(Supplied records begins)
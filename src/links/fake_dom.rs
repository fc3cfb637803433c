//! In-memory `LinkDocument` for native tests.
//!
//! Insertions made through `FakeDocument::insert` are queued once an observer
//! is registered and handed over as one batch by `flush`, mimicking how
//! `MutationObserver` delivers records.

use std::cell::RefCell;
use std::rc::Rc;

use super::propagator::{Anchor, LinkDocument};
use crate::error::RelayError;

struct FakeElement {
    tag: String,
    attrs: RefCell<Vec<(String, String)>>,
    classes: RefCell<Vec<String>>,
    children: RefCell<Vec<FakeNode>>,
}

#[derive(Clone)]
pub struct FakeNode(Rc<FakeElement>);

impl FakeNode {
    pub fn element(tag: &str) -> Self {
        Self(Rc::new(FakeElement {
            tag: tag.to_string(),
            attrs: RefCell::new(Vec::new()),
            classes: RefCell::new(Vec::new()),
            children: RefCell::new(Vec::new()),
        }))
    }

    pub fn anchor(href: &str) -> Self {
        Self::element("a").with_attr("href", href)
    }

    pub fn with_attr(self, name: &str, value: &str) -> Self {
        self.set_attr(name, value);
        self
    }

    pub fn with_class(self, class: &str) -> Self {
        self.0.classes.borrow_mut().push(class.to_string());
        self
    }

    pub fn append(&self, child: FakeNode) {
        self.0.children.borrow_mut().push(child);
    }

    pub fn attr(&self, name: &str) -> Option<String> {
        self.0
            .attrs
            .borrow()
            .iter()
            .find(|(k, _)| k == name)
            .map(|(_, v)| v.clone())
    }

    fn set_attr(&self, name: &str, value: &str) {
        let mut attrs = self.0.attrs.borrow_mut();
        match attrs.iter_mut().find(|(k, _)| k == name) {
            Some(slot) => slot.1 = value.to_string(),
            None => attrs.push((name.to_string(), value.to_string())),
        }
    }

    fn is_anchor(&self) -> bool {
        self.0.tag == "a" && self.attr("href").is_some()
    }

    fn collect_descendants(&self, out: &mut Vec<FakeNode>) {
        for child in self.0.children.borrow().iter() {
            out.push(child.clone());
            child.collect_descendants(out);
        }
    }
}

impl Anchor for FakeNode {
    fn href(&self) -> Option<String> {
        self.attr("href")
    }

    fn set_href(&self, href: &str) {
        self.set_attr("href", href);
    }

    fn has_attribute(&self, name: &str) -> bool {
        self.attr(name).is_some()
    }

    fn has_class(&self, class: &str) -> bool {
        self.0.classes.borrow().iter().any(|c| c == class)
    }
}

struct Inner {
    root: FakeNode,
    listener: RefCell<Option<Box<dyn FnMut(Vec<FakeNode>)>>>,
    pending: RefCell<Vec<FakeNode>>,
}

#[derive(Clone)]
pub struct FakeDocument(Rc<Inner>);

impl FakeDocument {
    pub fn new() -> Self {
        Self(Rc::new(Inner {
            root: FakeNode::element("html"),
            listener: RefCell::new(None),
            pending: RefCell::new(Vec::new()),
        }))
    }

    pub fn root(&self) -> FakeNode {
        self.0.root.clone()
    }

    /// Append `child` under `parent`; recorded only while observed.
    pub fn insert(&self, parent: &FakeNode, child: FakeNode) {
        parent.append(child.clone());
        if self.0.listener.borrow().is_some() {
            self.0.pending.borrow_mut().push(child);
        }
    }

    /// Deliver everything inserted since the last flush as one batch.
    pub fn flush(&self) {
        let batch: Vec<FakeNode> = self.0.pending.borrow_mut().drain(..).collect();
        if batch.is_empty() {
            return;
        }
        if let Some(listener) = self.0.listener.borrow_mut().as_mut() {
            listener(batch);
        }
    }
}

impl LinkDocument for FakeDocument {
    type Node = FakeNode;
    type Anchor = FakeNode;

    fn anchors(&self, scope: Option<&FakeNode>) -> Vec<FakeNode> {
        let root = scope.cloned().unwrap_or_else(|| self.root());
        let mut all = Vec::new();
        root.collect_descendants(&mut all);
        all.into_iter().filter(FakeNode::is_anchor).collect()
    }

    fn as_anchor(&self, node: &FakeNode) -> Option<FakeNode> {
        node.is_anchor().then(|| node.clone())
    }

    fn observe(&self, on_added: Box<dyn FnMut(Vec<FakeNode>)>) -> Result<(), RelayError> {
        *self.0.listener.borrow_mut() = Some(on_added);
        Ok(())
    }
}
(Supplied records ends)
_Task requirements_.
Tally the lines of the data that include the word "RefCell". Reply with the number only.

_Solved problem_.
11